A blind network is a powerful tool for marketing campaigns that require large volumes of inexpensive traffic. However, because advertisers know little to nothing about where the ad will appear and publishers have no idea what kind of ad it might be, blind ad networks struggle with transparency and brand safety.
What Are Strategies for Horizontal Advertising?
To combat the challenges associated with horizontal markets, some companies choose to collaborate to reach broader and diverse audiences and to get the most of their marketing opportunities. In these instances, the two businesses typically offer different products but target a similar audience. For example, Coca-Cola joined forces with Pringles, and the two items were marketed and distributed together. This allowed both businesses to dramatically increase production capabilities and maximize revenues.

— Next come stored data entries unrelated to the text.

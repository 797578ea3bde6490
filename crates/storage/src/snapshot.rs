// SPDX-License-Identifier: BUSL-1.1
// Copyright (c) 2026 Alfred Jean LLC

//! Snapshot persistence for the row store.
//!
//! Snapshots are zstd-compressed JSON, written atomically (temp file,
//! fsync, rename) so a crash mid-write never corrupts the previous
//! snapshot. A corrupt file found at load time is rotated to `.bak` and
//! the store starts fresh.

use crate::state::StoreState;
use chrono::{DateTime, Utc};
use serde::{Deserialize, Serialize};
use std::fs::{self, File};
use std::io::Write;
use std::path::{Path, PathBuf};
use thiserror::Error;
use tracing::warn;

/// Errors that can occur in snapshot operations.
#[derive(Debug, Error)]
pub enum SnapshotError {
    #[error("IO error: {0}")]
    Io(#[from] std::io::Error),
    #[error("serialization error: {0}")]
    Json(#[from] serde_json::Error),
}

const COMPRESSION_LEVEL: i32 = 3;

/// A point-in-time copy of the complete row state.
#[derive(Debug, Clone, Serialize, Deserialize)]
pub struct Snapshot {
    /// Monotonic generation counter, bumped on every save.
    pub generation: u64,
    pub state: StoreState,
    pub created_at: DateTime<Utc>,
}

impl Snapshot {
    pub fn new(generation: u64, state: StoreState) -> Self {
        Self { generation, state, created_at: Utc::now() }
    }

    /// Save atomically: write `.tmp`, fsync, rename over the target.
    pub fn save(&self, path: &Path) -> Result<(), SnapshotError> {
        if let Some(parent) = path.parent() {
            fs::create_dir_all(parent)?;
        }

        let json = serde_json::to_vec(self)?;
        let compressed = zstd::encode_all(json.as_slice(), COMPRESSION_LEVEL)?;

        let tmp_path = path.with_extension("tmp");
        {
            let mut file = File::create(&tmp_path)?;
            file.write_all(&compressed)?;
            file.sync_all()?;
        }
        fs::rename(&tmp_path, path)?;

        Ok(())
    }

    /// Load a snapshot if one exists.
    ///
    /// Returns `Ok(None)` when the file is missing or corrupt; corrupt
    /// snapshots are moved aside to a `.bak` file.
    pub fn load(path: &Path) -> Result<Option<Self>, SnapshotError> {
        if !path.exists() {
            return Ok(None);
        }

        let compressed = fs::read(path)?;
        let decoded = zstd::decode_all(compressed.as_slice())
            .map_err(SnapshotError::Io)
            .and_then(|json| serde_json::from_slice(&json).map_err(SnapshotError::Json));

        match decoded {
            Ok(snapshot) => Ok(Some(snapshot)),
            Err(e) => {
                let bak_path = rotate_bak_path(path);
                warn!(
                    error = %e,
                    path = %path.display(),
                    bak = %bak_path.display(),
                    "corrupt snapshot, moving to .bak and starting fresh",
                );
                fs::rename(path, &bak_path)?;
                Ok(None)
            }
        }
    }
}

const MAX_BAK_FILES: u32 = 3;

/// Pick the next `.bak` / `.bak.N` path, rotating older backups out.
fn rotate_bak_path(path: &Path) -> PathBuf {
    let bak = |n: u32| {
        if n == 1 {
            path.with_extension("bak")
        } else {
            path.with_extension(format!("bak.{n}"))
        }
    };

    let oldest = bak(MAX_BAK_FILES);
    if oldest.exists() {
        let _ = fs::remove_file(&oldest);
    }
    for n in (1..MAX_BAK_FILES).rev() {
        let src = bak(n);
        if src.exists() {
            let _ = fs::rename(&src, bak(n + 1));
        }
    }

    bak(1)
}

#[cfg(test)]
#[path = "snapshot_tests.rs"]
mod tests;
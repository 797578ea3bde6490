// SPDX-License-Identifier: BUSL-1.1
// Copyright (c) 2026 Alfred Jean LLC

//! hqd: the hq daemon.
//!
//! Verbs: `start` (daemonize), `run` (foreground supervisor), `stop`,
//! `status`. The supervisor forks this same binary with `--worker` to run
//! the kernel; the flag is internal and not part of the CLI surface.

// Allow panic!/unwrap/expect in test code
#![cfg_attr(test, allow(clippy::panic))]
#![cfg_attr(test, allow(clippy::unwrap_used))]
#![cfg_attr(test, allow(clippy::expect_used))]

use hq_core::Config;
use hq_daemon::{supervisor, worker};
use std::path::PathBuf;
use std::process::ExitCode;

struct Args {
    verb: Verb,
    config_path: Option<PathBuf>,
}

enum Verb {
    Start,
    Run,
    Stop,
    Status,
    Worker,
    Version,
    Help,
}

fn parse_args() -> Result<Args, String> {
    let mut verb = None;
    let mut config_path = None;

    let mut args = std::env::args().skip(1);
    while let Some(arg) = args.next() {
        match arg.as_str() {
            "start" => verb = Some(Verb::Start),
            "run" => verb = Some(Verb::Run),
            "stop" => verb = Some(Verb::Stop),
            "status" => verb = Some(Verb::Status),
            "--worker" => verb = Some(Verb::Worker),
            "--version" | "-V" | "-v" => verb = Some(Verb::Version),
            "--help" | "-h" | "help" => verb = Some(Verb::Help),
            "--config" | "-c" => {
                let value = args.next().ok_or("--config requires a path")?;
                config_path = Some(PathBuf::from(value));
            }
            other => return Err(format!("unexpected argument '{other}'")),
        }
    }

    Ok(Args { verb: verb.unwrap_or(Verb::Help), config_path })
}

fn print_help() {
    println!("hqd {}", env!("CARGO_PKG_VERSION"));
    println!("hq daemon - supervises the agent-orchestration worker");
    println!();
    println!("USAGE:");
    println!("    hqd <start|run|stop|status> [--config <path>]");
    println!();
    println!("COMMANDS:");
    println!("    start     Start the daemon in the background");
    println!("    run       Run the supervisor in the foreground");
    println!("    stop      Stop a running daemon");
    println!("    status    Show daemon status");
    println!();
    println!("OPTIONS:");
    println!("    -c, --config <path>    Config file (TOML)");
    println!("    -h, --help             Print help");
    println!("    -V, --version          Print version");
}

fn load_config(path: Option<&PathBuf>) -> Result<Config, String> {
    match path {
        Some(path) => Config::load(path).map_err(|e| e.to_string()),
        None => Config::parse("").map_err(|e| e.to_string()),
    }
}

fn main() -> ExitCode {
    let args = match parse_args() {
        Ok(args) => args,
        Err(e) => {
            eprintln!("error: {e}");
            eprintln!("Usage: hqd <start|run|stop|status> [--config <path>]");
            return ExitCode::from(1);
        }
    };

    match args.verb {
        Verb::Version => {
            println!("hqd {}", env!("CARGO_PKG_VERSION"));
            ExitCode::SUCCESS
        }
        Verb::Help => {
            print_help();
            ExitCode::SUCCESS
        }
        verb => {
            let config = match load_config(args.config_path.as_ref()) {
                Ok(config) => config,
                Err(e) => {
                    eprintln!("hqd: invalid config: {e}");
                    return ExitCode::from(1);
                }
            };
            run_verb(verb, config, args.config_path)
        }
    }
}

fn run_verb(verb: Verb, config: Config, config_path: Option<PathBuf>) -> ExitCode {
    match verb {
        // start daemonizes without an async runtime of its own
        Verb::Start => ExitCode::from(supervisor::start(&config, config_path.as_deref()) as u8),
        Verb::Stop => ExitCode::from(supervisor::stop(&config) as u8),
        verb => {
            let runtime = match tokio::runtime::Runtime::new() {
                Ok(runtime) => runtime,
                Err(e) => {
                    eprintln!("hqd: failed to start runtime: {e}");
                    return ExitCode::from(1);
                }
            };
            let code = runtime.block_on(async {
                match verb {
                    Verb::Run => {
                        // The supervisor logs to the same file as the worker
                        let _log_guard = match hq_daemon::logger::init(&config) {
                            Ok(guard) => Some(guard),
                            Err(e) => {
                                eprintln!("hqd: failed to open log: {e}");
                                return 1;
                            }
                        };
                        supervisor::supervise(config, config_path).await
                    }
                    Verb::Status => supervisor::status(&config).await,
                    Verb::Worker => match worker::run(config).await {
                        Ok(()) => 0,
                        Err(e) => {
                            eprintln!("hqd worker: {e}");
                            1
                        }
                    },
                    _ => 1,
                }
            });
            ExitCode::from(code as u8)
        }
    }
}
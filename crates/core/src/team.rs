// SPDX-License-Identifier: BUSL-1.1
// Copyright (c) 2026 Alfred Jean LLC

//! Named groups of agents.

use chrono::{DateTime, Utc};
use serde::{Deserialize, Serialize};

use crate::id::{AgentId, TeamId};

/// A named group of agent instances. Membership is by ID; the orchestrator
/// remains the owner of the instances themselves.
#[derive(Debug, Clone, PartialEq, Serialize, Deserialize)]
#[serde(rename_all = "camelCase")]
pub struct Team {
    pub id: TeamId,
    pub name: String,
    #[serde(default, skip_serializing_if = "Vec::is_empty")]
    pub agent_ids: Vec<AgentId>,
    pub created_at: DateTime<Utc>,
}

impl Team {
    pub fn new(name: impl Into<String>, now: DateTime<Utc>) -> Self {
        Self { id: TeamId::new(), name: name.into(), agent_ids: Vec::new(), created_at: now }
    }

    /// Add an agent; no-op if already a member.
    pub fn add_agent(&mut self, id: AgentId) {
        if !self.agent_ids.contains(&id) {
            self.agent_ids.push(id);
        }
    }

    /// Remove an agent; returns whether it was a member.
    pub fn remove_agent(&mut self, id: &AgentId) -> bool {
        let before = self.agent_ids.len();
        self.agent_ids.retain(|a| a != id);
        self.agent_ids.len() != before
    }
}
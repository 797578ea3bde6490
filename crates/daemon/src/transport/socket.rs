// SPDX-License-Identifier: BUSL-1.1
// Copyright (c) 2026 Alfred Jean LLC

//! Unix socket transport: newline-delimited JSON-RPC, one response per
//! request, written back in arrival order on the same connection.

use std::path::Path;
use std::sync::Arc;
use tokio::io::{AsyncBufReadExt, AsyncWriteExt, BufReader};
use tokio::net::{UnixListener, UnixStream};
use tracing::{debug, error, warn};

use crate::rpc::Router;

/// Bind the socket, clearing a stale file from a previous run.
pub fn bind(path: &Path) -> std::io::Result<UnixListener> {
    if path.exists() {
        std::fs::remove_file(path)?;
    }
    if let Some(parent) = path.parent() {
        std::fs::create_dir_all(parent)?;
    }
    UnixListener::bind(path)
}

/// Accept loop: one task per connection.
pub async fn serve(listener: UnixListener, router: Arc<Router>) {
    loop {
        match listener.accept().await {
            Ok((stream, _)) => {
                let router = Arc::clone(&router);
                tokio::spawn(async move {
                    if let Err(e) = handle_connection(stream, router).await {
                        debug!(error = %e, "socket connection closed");
                    }
                });
            }
            Err(e) => error!(error = %e, "unix accept failed"),
        }
    }
}

/// Requests on one connection are handled sequentially, so responses go
/// out in arrival order.
async fn handle_connection(stream: UnixStream, router: Arc<Router>) -> std::io::Result<()> {
    let (read_half, mut write_half) = stream.into_split();
    let mut lines = BufReader::new(read_half).lines();

    while let Some(line) = lines.next_line().await? {
        if line.trim().is_empty() {
            continue;
        }
        let response = router.dispatch_text(&line).await;
        let mut payload = match serde_json::to_vec(&response) {
            Ok(payload) => payload,
            Err(e) => {
                warn!(error = %e, "response serialisation failed");
                continue;
            }
        };
        payload.push(b'\n');
        write_half.write_all(&payload).await?;
        write_half.flush().await?;
    }
    Ok(())
}

#[cfg(test)]
#[path = "socket_tests.rs"]
mod tests;
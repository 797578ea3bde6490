// SPDX-License-Identifier: BUSL-1.1
// Copyright (c) 2026 Alfred Jean LLC

//! JSON-RPC 2.0 router.
//!
//! Methods live in a static table keyed by `namespace.method`. Each handler
//! is an async function over `(params, context)`; parameter records are
//! per-method serde structs validated once, here at the boundary. Handlers
//! are the only place errors become wire errors.

mod context;
mod methods;

pub use context::RpcContext;

use serde::de::DeserializeOwned;
use serde::{Deserialize, Serialize};
use serde_json::Value;
use std::collections::HashMap;
use std::future::Future;
use std::pin::Pin;
use std::sync::Arc;
use tracing::{debug, warn};

// JSON-RPC 2.0 error codes
pub const PARSE_ERROR: i32 = -32700;
pub const INVALID_REQUEST: i32 = -32600;
pub const METHOD_NOT_FOUND: i32 = -32601;
pub const INVALID_PARAMS: i32 = -32602;
pub const INTERNAL_ERROR: i32 = -32000;

/// A parsed JSON-RPC request.
#[derive(Debug, Clone, Deserialize)]
pub struct RpcRequest {
    #[serde(default)]
    pub jsonrpc: Option<String>,
    #[serde(default)]
    pub id: Option<Value>,
    #[serde(default)]
    pub method: Option<String>,
    #[serde(default)]
    pub params: Option<Value>,
}

/// Wire error object.
#[derive(Debug, Clone, Serialize, Deserialize, thiserror::Error)]
#[error("rpc error {code}: {message}")]
pub struct RpcError {
    pub code: i32,
    pub message: String,
}

impl RpcError {
    pub fn new(code: i32, message: impl Into<String>) -> Self {
        Self { code, message: message.into() }
    }

    pub fn invalid_params(message: impl Into<String>) -> Self {
        Self::new(INVALID_PARAMS, message)
    }

    /// Internal / domain errors: the message, never a backtrace.
    pub fn internal(message: impl Into<String>) -> Self {
        Self::new(INTERNAL_ERROR, message)
    }
}

impl From<crate::orchestrator::OrchError> for RpcError {
    fn from(e: crate::orchestrator::OrchError) -> Self {
        Self::internal(e.to_string())
    }
}

impl From<crate::kanban::KanbanError> for RpcError {
    fn from(e: crate::kanban::KanbanError) -> Self {
        Self::internal(e.to_string())
    }
}

impl From<crate::pipeline::EngineError> for RpcError {
    fn from(e: crate::pipeline::EngineError) -> Self {
        Self::internal(e.to_string())
    }
}

impl From<hq_storage::StoreError> for RpcError {
    fn from(e: hq_storage::StoreError) -> Self {
        Self::internal(e.to_string())
    }
}

impl From<hq_adapters::AdapterError> for RpcError {
    fn from(e: hq_adapters::AdapterError) -> Self {
        Self::internal(e.to_string())
    }
}

/// A response, success or error.
#[derive(Debug, Clone, Serialize, Deserialize)]
pub struct RpcResponse {
    pub jsonrpc: String,
    pub id: Value,
    #[serde(skip_serializing_if = "Option::is_none")]
    pub result: Option<Value>,
    #[serde(skip_serializing_if = "Option::is_none")]
    pub error: Option<RpcError>,
}

impl RpcResponse {
    pub fn success(id: Value, result: Value) -> Self {
        Self { jsonrpc: "2.0".to_string(), id, result: Some(result), error: None }
    }

    pub fn failure(id: Value, error: RpcError) -> Self {
        Self { jsonrpc: "2.0".to_string(), id, result: None, error: Some(error) }
    }

    /// Response for a body that did not parse as JSON at the transport.
    pub fn parse_error() -> Self {
        Self::failure(Value::Null, RpcError::new(PARSE_ERROR, "parse error"))
    }
}

type HandlerFuture = Pin<Box<dyn Future<Output = Result<Value, RpcError>> + Send>>;
type Handler = Arc<dyn Fn(Value, Arc<RpcContext>) -> HandlerFuture + Send + Sync>;

/// Table of method handlers, filled by the per-namespace modules.
#[derive(Default)]
pub struct MethodTable {
    handlers: HashMap<&'static str, Handler>,
}

impl MethodTable {
    /// Register an async handler function under a method name.
    pub fn register<F, Fut>(&mut self, name: &'static str, f: F)
    where
        F: Fn(Value, Arc<RpcContext>) -> Fut + Send + Sync + 'static,
        Fut: Future<Output = Result<Value, RpcError>> + Send + 'static,
    {
        self.handlers.insert(name, Arc::new(move |params, ctx| Box::pin(f(params, ctx))));
    }
}

/// Dispatches parsed requests to handlers.
pub struct Router {
    table: MethodTable,
    ctx: Arc<RpcContext>,
}

impl Router {
    /// Build the router with every namespace registered.
    pub fn new(ctx: Arc<RpcContext>) -> Self {
        let mut table = MethodTable::default();
        methods::register_all(&mut table);
        Self { table, ctx }
    }

    pub fn context(&self) -> Arc<RpcContext> {
        Arc::clone(&self.ctx)
    }

    pub fn method_names(&self) -> Vec<&'static str> {
        let mut names: Vec<_> = self.table.handlers.keys().copied().collect();
        names.sort_unstable();
        names
    }

    /// Validate and dispatch one request.
    pub async fn dispatch(&self, request: RpcRequest) -> RpcResponse {
        let id = request.id.clone().unwrap_or(Value::Null);

        if request.jsonrpc.as_deref() != Some("2.0") {
            return RpcResponse::failure(
                id,
                RpcError::new(INVALID_REQUEST, "jsonrpc must be \"2.0\""),
            );
        }
        let method = match request.method.as_deref() {
            Some(m) if !m.is_empty() => m,
            _ => {
                return RpcResponse::failure(
                    id,
                    RpcError::new(INVALID_REQUEST, "method must be a non-empty string"),
                );
            }
        };

        let Some(handler) = self.table.handlers.get(method) else {
            return RpcResponse::failure(
                id,
                RpcError::new(METHOD_NOT_FOUND, format!("method not found: {method}")),
            );
        };

        debug!(method, "dispatching rpc");
        let params = request.params.unwrap_or(Value::Null);
        match handler(params, Arc::clone(&self.ctx)).await {
            Ok(result) => RpcResponse::success(id, result),
            Err(error) => {
                warn!(method, code = error.code, message = %error.message, "rpc error");
                RpcResponse::failure(id, error)
            }
        }
    }

    /// Parse a raw JSON text frame and dispatch it.
    pub async fn dispatch_text(&self, raw: &str) -> RpcResponse {
        match serde_json::from_str::<RpcRequest>(raw) {
            Ok(request) => self.dispatch(request).await,
            Err(_) => RpcResponse::parse_error(),
        }
    }
}

/// Decode a method's parameter record. `null`/absent params decode as an
/// empty object so methods with all-optional records accept them.
pub fn params<T: DeserializeOwned>(value: Value) -> Result<T, RpcError> {
    let value = if value.is_null() { Value::Object(Default::default()) } else { value };
    serde_json::from_value(value).map_err(|e| RpcError::invalid_params(e.to_string()))
}

/// Serialise a handler result.
pub fn result<T: Serialize>(value: &T) -> Result<Value, RpcError> {
    serde_json::to_value(value).map_err(|e| RpcError::internal(e.to_string()))
}

#[cfg(test)]
#[path = "mod_tests.rs"]
mod tests;
// SPDX-License-Identifier: BUSL-1.1
// Copyright (c) 2026 Alfred Jean LLC

//! `hq team` - agent team commands.

use anyhow::Result;
use clap::Subcommand;
use serde_json::json;

use super::agent::strip_nulls;
use super::CommandContext;
use crate::output::{format_or_json, print_table};

#[derive(Subcommand)]
pub enum TeamCommand {
    /// List teams
    List,
    /// Create an empty team
    Create { name: String },
    /// Delete a team (agents keep running)
    Delete { id: String },
    /// Add an agent to a team
    Add { team: String, agent: String },
    /// Remove an agent from a team
    Remove { team: String, agent: String },
    /// Spawn a coder + reviewer + tester team
    QuickCode {
        #[arg(long)]
        name: Option<String>,
        #[arg(long)]
        runtime: Option<String>,
    },
    /// Spawn a trio of researchers
    QuickResearch {
        #[arg(long)]
        name: Option<String>,
        #[arg(long)]
        runtime: Option<String>,
    },
}

pub async fn run(command: TeamCommand, ctx: &CommandContext) -> Result<()> {
    match command {
        TeamCommand::List => {
            let teams = ctx.client.call("team.list", json!({})).await?;
            format_or_json(ctx.json, &teams, || {
                print_table(
                    teams.as_array().map(Vec::as_slice).unwrap_or_default(),
                    &[("ID", "id"), ("NAME", "name")],
                );
            })
        }
        TeamCommand::Create { name } => {
            let team = ctx.client.call("team.create", json!({ "name": name })).await?;
            format_or_json(ctx.json, &team, || {
                println!("Team created: {}", team["id"].as_str().unwrap_or("-"));
            })
        }
        TeamCommand::Delete { id } => {
            ctx.client.call("team.delete", json!({ "id": id })).await?;
            println!("Team deleted: {id}");
            Ok(())
        }
        TeamCommand::Add { team, agent } => {
            ctx.client.call("team.addAgent", json!({ "team": team, "agent": agent })).await?;
            println!("Added {agent} to {team}");
            Ok(())
        }
        TeamCommand::Remove { team, agent } => {
            ctx.client
                .call("team.removeAgent", json!({ "team": team, "agent": agent }))
                .await?;
            println!("Removed {agent} from {team}");
            Ok(())
        }
        TeamCommand::QuickCode { name, runtime } => {
            let params = strip_nulls(json!({ "name": name, "runtime": runtime }));
            let team = ctx.client.call("team.quickCode", params).await?;
            print_team(ctx, &team)
        }
        TeamCommand::QuickResearch { name, runtime } => {
            let params = strip_nulls(json!({ "name": name, "runtime": runtime }));
            let team = ctx.client.call("team.quickResearch", params).await?;
            print_team(ctx, &team)
        }
    }
}

fn print_team(ctx: &CommandContext, team: &serde_json::Value) -> Result<()> {
    format_or_json(ctx.json, team, || {
        println!("Team {} ready:", team["name"].as_str().unwrap_or("-"));
        for agent in team["agentIds"].as_array().cloned().unwrap_or_default() {
            println!("  {}", agent.as_str().unwrap_or("-"));
        }
    })
}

By offering standardized products, the companies can operate at a larger scale, which ensures the lower production cost. Moreover, the production of standardized products is easily automated, which results in additional cost savings.
With continuous feedback from multiple channels, it is relatively easy for horizontal producers to identify areas for improvement and upgrade the product according to the customer needs. But because the companies cater to large audiences, the customers’ bargaining power is minimized, and the businesses enjoy higher levels of price control than in vertical markets where fluctuations are common.
Both vertical and horizontal ad networks have advantages and disadvantages, and most businesses don’t just choose one or the other. The correct choice should depend on specific campaign goals and marketing objectives.